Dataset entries

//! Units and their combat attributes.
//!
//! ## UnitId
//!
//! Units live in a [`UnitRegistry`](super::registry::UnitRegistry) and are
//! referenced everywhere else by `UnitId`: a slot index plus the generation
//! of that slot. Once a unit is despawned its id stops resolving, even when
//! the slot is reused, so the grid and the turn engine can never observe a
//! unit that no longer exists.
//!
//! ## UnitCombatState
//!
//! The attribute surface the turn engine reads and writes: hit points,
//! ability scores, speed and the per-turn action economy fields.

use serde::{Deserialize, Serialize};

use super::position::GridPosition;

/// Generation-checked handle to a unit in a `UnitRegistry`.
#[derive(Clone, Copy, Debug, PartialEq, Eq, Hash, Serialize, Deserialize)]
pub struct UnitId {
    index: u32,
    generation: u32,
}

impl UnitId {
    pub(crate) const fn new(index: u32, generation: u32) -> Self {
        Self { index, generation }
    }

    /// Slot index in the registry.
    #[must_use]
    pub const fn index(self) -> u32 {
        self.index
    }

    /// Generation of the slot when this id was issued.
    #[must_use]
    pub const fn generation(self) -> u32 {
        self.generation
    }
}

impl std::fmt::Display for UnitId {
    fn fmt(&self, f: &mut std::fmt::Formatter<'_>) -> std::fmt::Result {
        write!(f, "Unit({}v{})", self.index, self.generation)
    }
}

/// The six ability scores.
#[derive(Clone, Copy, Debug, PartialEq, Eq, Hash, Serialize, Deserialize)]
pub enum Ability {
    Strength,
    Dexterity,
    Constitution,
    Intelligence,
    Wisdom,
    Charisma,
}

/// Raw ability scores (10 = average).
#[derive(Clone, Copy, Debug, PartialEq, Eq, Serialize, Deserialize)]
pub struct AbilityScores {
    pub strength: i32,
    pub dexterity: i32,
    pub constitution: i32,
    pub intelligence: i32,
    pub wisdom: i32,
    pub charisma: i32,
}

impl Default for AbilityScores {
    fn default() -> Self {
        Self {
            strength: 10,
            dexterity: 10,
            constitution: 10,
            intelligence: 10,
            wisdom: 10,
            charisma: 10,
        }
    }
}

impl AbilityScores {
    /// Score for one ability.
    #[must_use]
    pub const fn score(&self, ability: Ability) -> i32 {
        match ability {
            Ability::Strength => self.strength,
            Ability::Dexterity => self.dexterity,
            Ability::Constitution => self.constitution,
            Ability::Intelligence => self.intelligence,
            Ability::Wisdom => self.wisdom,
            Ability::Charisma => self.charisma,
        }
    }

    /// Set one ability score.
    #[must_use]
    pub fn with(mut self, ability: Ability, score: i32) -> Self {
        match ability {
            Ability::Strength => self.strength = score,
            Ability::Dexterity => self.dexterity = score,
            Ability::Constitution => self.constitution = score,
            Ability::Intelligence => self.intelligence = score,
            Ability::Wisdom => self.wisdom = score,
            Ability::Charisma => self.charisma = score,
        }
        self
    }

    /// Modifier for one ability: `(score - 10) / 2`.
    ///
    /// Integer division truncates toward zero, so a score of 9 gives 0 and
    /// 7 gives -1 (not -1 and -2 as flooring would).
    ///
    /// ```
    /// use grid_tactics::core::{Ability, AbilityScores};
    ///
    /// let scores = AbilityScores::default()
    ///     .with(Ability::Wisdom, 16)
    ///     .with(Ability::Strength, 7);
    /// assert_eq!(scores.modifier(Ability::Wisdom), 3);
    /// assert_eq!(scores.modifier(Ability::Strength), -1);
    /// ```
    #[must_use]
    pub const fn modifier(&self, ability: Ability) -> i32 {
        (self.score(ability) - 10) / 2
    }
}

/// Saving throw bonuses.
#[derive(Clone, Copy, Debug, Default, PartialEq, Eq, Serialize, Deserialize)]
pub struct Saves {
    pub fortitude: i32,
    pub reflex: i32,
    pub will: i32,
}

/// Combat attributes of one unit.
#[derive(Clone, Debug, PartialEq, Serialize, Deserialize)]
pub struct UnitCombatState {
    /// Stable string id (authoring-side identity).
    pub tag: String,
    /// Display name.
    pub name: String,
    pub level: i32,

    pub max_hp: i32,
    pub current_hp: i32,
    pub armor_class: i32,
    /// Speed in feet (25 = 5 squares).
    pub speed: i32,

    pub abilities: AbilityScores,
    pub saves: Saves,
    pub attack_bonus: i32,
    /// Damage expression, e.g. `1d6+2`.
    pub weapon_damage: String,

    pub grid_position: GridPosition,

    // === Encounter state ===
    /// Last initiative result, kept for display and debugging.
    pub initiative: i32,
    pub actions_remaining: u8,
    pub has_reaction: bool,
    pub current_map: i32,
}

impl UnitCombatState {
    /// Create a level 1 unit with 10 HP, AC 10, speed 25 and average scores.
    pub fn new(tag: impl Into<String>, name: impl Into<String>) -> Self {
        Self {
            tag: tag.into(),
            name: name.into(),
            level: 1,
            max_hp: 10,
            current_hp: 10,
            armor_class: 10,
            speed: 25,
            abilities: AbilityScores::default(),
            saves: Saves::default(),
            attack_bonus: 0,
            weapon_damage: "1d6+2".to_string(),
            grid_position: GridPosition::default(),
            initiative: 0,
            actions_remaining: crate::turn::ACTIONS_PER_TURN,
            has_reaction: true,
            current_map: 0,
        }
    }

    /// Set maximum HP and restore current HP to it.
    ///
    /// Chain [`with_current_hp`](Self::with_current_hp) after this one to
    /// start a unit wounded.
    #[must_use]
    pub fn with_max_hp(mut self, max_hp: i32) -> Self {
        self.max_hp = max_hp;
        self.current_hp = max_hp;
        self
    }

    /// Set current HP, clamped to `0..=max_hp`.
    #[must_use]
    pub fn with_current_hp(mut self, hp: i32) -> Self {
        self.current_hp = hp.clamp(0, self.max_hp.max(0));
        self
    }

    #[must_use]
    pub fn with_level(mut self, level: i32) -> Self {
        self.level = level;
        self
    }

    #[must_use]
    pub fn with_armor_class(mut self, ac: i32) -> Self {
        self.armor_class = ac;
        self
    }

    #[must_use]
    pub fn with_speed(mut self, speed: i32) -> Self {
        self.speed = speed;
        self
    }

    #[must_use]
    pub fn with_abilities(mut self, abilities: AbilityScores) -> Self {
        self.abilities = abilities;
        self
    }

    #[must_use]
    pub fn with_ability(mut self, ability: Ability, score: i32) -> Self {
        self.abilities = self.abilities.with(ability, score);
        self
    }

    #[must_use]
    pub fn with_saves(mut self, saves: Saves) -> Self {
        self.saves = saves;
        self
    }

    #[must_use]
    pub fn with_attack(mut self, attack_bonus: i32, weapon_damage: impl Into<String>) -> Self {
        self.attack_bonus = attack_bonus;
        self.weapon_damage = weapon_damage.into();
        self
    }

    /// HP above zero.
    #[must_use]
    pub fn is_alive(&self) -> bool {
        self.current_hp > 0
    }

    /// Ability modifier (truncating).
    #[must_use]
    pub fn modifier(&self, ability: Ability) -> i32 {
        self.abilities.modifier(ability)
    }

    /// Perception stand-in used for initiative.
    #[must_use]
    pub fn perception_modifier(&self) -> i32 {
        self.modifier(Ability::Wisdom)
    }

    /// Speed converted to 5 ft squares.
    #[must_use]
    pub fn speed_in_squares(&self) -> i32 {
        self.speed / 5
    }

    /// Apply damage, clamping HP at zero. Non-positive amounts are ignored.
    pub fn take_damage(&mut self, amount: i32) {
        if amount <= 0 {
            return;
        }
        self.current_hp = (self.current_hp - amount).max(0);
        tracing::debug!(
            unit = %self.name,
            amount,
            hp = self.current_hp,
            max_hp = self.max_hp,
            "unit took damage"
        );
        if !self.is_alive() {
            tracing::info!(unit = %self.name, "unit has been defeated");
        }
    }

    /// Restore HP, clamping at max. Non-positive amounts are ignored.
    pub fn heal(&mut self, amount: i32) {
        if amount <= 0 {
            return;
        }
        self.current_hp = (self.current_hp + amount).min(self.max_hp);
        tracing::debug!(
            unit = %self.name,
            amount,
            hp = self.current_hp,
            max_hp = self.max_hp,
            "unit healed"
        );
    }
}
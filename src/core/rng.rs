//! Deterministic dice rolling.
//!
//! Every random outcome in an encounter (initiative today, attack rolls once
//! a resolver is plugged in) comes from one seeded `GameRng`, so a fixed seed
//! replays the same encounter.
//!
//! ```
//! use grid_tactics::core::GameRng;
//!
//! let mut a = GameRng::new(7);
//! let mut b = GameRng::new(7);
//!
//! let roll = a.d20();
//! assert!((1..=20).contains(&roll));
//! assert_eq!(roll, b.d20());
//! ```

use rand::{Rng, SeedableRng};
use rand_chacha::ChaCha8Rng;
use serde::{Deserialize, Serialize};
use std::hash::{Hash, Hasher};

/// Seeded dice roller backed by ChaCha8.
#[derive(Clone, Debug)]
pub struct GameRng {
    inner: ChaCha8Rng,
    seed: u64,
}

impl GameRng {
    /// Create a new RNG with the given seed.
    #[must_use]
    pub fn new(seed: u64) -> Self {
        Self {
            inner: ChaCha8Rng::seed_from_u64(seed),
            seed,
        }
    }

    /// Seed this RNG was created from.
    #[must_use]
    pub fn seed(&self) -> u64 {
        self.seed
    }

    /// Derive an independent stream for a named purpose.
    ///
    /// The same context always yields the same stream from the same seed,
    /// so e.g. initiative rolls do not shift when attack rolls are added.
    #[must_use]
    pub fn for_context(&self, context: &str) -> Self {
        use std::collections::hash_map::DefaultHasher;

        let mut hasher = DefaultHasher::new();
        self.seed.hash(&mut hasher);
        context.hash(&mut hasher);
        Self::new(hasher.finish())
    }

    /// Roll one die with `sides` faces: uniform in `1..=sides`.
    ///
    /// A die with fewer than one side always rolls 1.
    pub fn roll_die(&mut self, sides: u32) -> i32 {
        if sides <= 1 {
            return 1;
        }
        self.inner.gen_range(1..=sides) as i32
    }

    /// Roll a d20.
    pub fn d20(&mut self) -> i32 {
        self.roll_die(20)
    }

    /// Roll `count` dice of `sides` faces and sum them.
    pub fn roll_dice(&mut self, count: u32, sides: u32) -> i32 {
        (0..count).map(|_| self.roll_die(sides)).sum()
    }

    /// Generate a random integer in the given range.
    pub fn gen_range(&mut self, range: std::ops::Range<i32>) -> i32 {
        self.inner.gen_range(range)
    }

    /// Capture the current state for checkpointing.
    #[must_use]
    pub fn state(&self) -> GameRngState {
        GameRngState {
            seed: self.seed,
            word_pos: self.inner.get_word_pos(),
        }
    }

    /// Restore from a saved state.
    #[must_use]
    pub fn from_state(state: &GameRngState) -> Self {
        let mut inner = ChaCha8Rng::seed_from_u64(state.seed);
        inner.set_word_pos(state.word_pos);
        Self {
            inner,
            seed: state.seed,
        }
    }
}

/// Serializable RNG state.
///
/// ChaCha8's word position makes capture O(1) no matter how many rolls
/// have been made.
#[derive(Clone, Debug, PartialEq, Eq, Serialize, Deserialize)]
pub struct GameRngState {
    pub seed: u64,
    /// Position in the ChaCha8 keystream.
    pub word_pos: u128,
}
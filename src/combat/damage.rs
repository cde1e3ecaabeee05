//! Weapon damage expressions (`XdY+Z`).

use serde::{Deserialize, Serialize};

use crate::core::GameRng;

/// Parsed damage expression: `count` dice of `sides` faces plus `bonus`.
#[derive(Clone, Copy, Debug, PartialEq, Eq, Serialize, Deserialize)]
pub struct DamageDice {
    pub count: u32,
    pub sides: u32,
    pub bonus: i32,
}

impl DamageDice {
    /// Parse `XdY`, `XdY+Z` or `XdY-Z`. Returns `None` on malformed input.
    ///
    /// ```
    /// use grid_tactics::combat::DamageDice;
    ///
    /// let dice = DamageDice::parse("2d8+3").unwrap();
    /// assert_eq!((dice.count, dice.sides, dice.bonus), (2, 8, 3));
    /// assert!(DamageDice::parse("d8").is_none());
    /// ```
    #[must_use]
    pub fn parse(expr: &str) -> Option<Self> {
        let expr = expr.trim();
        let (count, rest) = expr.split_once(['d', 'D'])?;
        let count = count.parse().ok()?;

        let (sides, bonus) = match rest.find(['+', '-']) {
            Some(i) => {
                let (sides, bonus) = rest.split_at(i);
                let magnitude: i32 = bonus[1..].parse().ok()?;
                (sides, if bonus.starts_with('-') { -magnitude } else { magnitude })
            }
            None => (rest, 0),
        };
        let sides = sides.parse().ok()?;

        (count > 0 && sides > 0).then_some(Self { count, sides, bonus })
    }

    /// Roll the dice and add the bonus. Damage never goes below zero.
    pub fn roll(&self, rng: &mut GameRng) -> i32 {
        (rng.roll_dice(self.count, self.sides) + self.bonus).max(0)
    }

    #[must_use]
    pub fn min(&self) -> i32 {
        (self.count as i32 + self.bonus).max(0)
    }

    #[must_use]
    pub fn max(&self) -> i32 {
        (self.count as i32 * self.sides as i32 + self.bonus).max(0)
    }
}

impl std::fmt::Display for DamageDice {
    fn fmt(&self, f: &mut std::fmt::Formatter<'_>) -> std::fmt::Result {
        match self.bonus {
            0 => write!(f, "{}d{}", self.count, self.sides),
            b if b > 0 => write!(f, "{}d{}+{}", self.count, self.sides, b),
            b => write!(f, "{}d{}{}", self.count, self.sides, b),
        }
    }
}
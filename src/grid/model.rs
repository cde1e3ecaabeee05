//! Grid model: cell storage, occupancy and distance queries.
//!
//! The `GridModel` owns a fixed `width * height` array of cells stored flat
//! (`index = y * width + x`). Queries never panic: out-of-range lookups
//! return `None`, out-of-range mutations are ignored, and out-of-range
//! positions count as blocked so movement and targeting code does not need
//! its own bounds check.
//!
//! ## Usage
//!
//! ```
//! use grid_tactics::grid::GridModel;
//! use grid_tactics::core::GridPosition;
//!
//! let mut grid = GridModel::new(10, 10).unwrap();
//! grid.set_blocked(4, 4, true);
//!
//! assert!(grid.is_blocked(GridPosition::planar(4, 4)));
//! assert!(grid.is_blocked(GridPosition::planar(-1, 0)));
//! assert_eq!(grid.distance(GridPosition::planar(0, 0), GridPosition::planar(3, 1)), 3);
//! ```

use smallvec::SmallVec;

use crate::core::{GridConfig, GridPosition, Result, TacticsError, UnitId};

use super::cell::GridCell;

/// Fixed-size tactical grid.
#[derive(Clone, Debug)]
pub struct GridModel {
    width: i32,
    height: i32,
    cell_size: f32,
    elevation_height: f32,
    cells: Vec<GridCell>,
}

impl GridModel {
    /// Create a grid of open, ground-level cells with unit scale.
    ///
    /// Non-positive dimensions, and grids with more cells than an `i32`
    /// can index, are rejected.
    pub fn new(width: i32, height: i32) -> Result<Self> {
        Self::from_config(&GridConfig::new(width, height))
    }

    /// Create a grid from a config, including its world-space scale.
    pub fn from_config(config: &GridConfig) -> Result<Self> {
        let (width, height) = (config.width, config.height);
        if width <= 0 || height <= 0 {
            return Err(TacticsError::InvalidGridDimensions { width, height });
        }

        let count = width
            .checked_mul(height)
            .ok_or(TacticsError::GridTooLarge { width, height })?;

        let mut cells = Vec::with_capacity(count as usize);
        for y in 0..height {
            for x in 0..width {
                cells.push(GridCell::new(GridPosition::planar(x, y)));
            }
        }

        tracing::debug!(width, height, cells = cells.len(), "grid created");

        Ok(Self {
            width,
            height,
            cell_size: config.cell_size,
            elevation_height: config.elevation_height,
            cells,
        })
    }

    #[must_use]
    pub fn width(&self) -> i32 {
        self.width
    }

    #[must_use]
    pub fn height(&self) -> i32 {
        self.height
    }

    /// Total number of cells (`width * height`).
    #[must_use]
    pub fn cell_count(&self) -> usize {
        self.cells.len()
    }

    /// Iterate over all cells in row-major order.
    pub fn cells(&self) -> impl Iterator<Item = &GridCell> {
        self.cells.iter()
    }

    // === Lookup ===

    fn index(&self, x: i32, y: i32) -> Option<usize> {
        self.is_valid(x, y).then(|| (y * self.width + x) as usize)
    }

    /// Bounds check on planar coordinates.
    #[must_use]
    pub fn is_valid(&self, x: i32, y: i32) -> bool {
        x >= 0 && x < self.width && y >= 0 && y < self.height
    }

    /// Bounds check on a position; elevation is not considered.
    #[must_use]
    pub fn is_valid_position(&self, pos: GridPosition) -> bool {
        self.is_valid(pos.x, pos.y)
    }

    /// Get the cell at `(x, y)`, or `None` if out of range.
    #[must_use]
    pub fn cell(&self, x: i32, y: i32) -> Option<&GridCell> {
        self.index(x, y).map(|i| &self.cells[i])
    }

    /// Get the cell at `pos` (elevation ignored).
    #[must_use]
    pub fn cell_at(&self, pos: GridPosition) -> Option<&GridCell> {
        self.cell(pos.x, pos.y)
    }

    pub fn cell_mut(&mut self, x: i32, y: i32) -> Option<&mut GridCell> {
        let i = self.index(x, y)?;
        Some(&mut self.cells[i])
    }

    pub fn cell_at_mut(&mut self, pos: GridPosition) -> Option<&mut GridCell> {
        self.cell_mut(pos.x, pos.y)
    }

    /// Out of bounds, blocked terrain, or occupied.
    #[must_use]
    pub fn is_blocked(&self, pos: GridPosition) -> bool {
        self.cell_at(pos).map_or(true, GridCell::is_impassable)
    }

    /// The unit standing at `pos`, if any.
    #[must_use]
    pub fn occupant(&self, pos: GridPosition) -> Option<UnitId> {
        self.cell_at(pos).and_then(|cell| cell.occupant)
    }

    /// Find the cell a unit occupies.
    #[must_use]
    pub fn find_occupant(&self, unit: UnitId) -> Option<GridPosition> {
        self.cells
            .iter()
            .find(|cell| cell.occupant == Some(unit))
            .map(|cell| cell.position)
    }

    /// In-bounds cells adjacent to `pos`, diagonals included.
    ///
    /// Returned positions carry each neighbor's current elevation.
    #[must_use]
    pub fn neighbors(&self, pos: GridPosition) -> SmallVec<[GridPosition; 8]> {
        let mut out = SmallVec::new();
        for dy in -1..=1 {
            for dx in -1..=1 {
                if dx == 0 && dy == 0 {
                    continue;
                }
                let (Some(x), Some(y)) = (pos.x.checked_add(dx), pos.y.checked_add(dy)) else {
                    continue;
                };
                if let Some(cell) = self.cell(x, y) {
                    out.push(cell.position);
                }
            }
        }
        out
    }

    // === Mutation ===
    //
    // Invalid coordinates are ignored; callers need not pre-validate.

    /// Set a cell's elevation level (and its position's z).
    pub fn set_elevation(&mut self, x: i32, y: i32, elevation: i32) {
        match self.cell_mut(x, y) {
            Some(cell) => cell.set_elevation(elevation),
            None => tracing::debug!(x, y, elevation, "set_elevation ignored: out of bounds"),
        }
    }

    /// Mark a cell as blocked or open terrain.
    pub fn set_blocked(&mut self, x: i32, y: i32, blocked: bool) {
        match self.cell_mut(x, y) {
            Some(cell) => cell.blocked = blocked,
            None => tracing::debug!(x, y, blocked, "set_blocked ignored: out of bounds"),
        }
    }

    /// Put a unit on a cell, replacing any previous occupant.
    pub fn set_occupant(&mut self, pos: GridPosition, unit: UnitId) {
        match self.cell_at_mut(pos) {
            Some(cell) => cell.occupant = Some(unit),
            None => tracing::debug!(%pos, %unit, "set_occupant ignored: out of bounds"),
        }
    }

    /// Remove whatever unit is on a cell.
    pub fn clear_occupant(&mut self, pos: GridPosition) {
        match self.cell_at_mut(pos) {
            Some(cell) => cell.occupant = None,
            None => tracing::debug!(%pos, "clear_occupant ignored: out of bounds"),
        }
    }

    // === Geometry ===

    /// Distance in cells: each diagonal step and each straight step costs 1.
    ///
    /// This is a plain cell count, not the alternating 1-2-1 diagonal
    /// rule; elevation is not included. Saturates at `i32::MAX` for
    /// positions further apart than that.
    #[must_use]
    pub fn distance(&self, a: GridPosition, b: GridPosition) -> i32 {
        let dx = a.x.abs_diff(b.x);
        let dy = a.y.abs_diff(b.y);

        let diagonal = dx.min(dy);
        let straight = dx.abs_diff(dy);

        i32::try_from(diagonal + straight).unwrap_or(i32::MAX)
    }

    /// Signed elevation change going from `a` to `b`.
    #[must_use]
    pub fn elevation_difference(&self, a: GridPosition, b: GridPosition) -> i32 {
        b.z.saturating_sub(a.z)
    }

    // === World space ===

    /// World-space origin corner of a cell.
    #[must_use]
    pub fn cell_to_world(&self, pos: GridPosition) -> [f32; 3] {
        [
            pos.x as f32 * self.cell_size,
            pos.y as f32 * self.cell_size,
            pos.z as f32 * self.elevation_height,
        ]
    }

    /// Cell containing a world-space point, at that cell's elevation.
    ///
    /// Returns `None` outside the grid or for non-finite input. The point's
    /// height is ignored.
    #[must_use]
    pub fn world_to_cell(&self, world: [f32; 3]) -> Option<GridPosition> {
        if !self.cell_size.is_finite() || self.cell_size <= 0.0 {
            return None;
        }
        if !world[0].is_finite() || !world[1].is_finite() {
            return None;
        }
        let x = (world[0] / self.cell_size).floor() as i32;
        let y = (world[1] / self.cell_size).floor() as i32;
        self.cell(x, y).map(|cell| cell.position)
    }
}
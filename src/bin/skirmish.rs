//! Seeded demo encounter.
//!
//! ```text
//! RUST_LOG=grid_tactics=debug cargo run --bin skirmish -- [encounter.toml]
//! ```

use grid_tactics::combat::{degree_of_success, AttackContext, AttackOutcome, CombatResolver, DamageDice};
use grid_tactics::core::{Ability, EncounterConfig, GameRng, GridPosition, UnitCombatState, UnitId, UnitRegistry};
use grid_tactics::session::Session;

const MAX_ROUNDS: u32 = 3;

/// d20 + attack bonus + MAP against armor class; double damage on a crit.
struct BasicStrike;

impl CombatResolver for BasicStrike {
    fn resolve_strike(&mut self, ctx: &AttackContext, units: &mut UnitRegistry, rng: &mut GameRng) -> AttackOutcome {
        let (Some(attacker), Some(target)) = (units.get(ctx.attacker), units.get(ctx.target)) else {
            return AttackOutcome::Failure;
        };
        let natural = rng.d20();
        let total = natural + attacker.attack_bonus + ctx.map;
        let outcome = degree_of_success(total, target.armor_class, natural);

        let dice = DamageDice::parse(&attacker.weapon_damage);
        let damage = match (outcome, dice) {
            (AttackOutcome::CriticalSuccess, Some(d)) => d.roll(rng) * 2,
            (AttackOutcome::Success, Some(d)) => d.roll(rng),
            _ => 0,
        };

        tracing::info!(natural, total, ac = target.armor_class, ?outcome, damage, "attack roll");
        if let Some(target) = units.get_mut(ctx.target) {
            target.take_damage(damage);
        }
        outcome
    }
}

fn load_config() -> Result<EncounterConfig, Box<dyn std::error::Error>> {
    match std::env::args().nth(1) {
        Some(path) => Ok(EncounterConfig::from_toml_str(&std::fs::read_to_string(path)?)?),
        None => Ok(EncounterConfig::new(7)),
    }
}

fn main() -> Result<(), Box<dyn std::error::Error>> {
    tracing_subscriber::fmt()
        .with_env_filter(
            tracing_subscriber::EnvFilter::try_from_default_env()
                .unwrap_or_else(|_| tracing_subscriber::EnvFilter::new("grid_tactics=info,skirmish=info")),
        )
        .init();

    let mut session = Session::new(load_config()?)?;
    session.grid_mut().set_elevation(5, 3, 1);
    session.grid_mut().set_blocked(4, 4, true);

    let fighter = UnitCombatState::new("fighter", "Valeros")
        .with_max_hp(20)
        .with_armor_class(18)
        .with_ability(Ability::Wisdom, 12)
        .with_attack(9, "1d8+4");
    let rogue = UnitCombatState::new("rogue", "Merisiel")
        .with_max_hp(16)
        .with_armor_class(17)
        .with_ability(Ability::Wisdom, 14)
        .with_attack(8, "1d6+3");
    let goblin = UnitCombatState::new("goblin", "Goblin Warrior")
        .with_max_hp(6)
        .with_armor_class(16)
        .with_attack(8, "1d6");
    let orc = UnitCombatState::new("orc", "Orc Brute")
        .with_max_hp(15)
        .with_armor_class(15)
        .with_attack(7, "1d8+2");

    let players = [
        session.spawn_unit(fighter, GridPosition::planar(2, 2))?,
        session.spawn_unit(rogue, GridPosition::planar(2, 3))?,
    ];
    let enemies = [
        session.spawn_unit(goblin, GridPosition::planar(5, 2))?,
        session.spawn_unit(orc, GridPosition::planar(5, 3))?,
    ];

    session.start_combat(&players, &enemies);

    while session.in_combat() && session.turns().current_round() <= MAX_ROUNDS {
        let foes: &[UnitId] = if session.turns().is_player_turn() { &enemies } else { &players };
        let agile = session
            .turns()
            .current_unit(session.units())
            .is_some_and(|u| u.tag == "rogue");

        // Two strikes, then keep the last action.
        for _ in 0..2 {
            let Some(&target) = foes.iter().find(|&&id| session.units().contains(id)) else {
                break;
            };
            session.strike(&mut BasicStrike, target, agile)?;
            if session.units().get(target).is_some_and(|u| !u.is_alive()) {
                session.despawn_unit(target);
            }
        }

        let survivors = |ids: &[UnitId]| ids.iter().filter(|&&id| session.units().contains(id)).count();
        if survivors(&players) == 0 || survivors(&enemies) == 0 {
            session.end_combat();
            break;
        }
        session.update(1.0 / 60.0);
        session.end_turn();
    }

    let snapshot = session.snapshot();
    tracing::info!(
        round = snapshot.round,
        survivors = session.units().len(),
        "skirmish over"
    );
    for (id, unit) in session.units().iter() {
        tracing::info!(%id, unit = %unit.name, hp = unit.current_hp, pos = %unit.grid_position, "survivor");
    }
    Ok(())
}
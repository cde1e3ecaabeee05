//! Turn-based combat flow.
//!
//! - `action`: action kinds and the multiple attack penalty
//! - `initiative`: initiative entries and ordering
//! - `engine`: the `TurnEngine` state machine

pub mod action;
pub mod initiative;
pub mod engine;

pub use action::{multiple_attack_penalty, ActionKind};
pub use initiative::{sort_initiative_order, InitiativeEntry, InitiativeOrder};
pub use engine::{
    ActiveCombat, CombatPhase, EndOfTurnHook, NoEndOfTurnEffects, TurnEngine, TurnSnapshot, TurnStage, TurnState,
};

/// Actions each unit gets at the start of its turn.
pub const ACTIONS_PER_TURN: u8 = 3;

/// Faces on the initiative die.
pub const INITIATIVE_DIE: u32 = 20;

◆ PROBLEM DESCRIPTION ◆
Show a copy of each line from the data that includes the word "plus".

◆ EXERCISE RESPONSE ◆
//! referenced everywhere else by `UnitId`: a slot index plus the generation
/// Parsed damage expression: `count` dice of `sides` faces plus `bonus`.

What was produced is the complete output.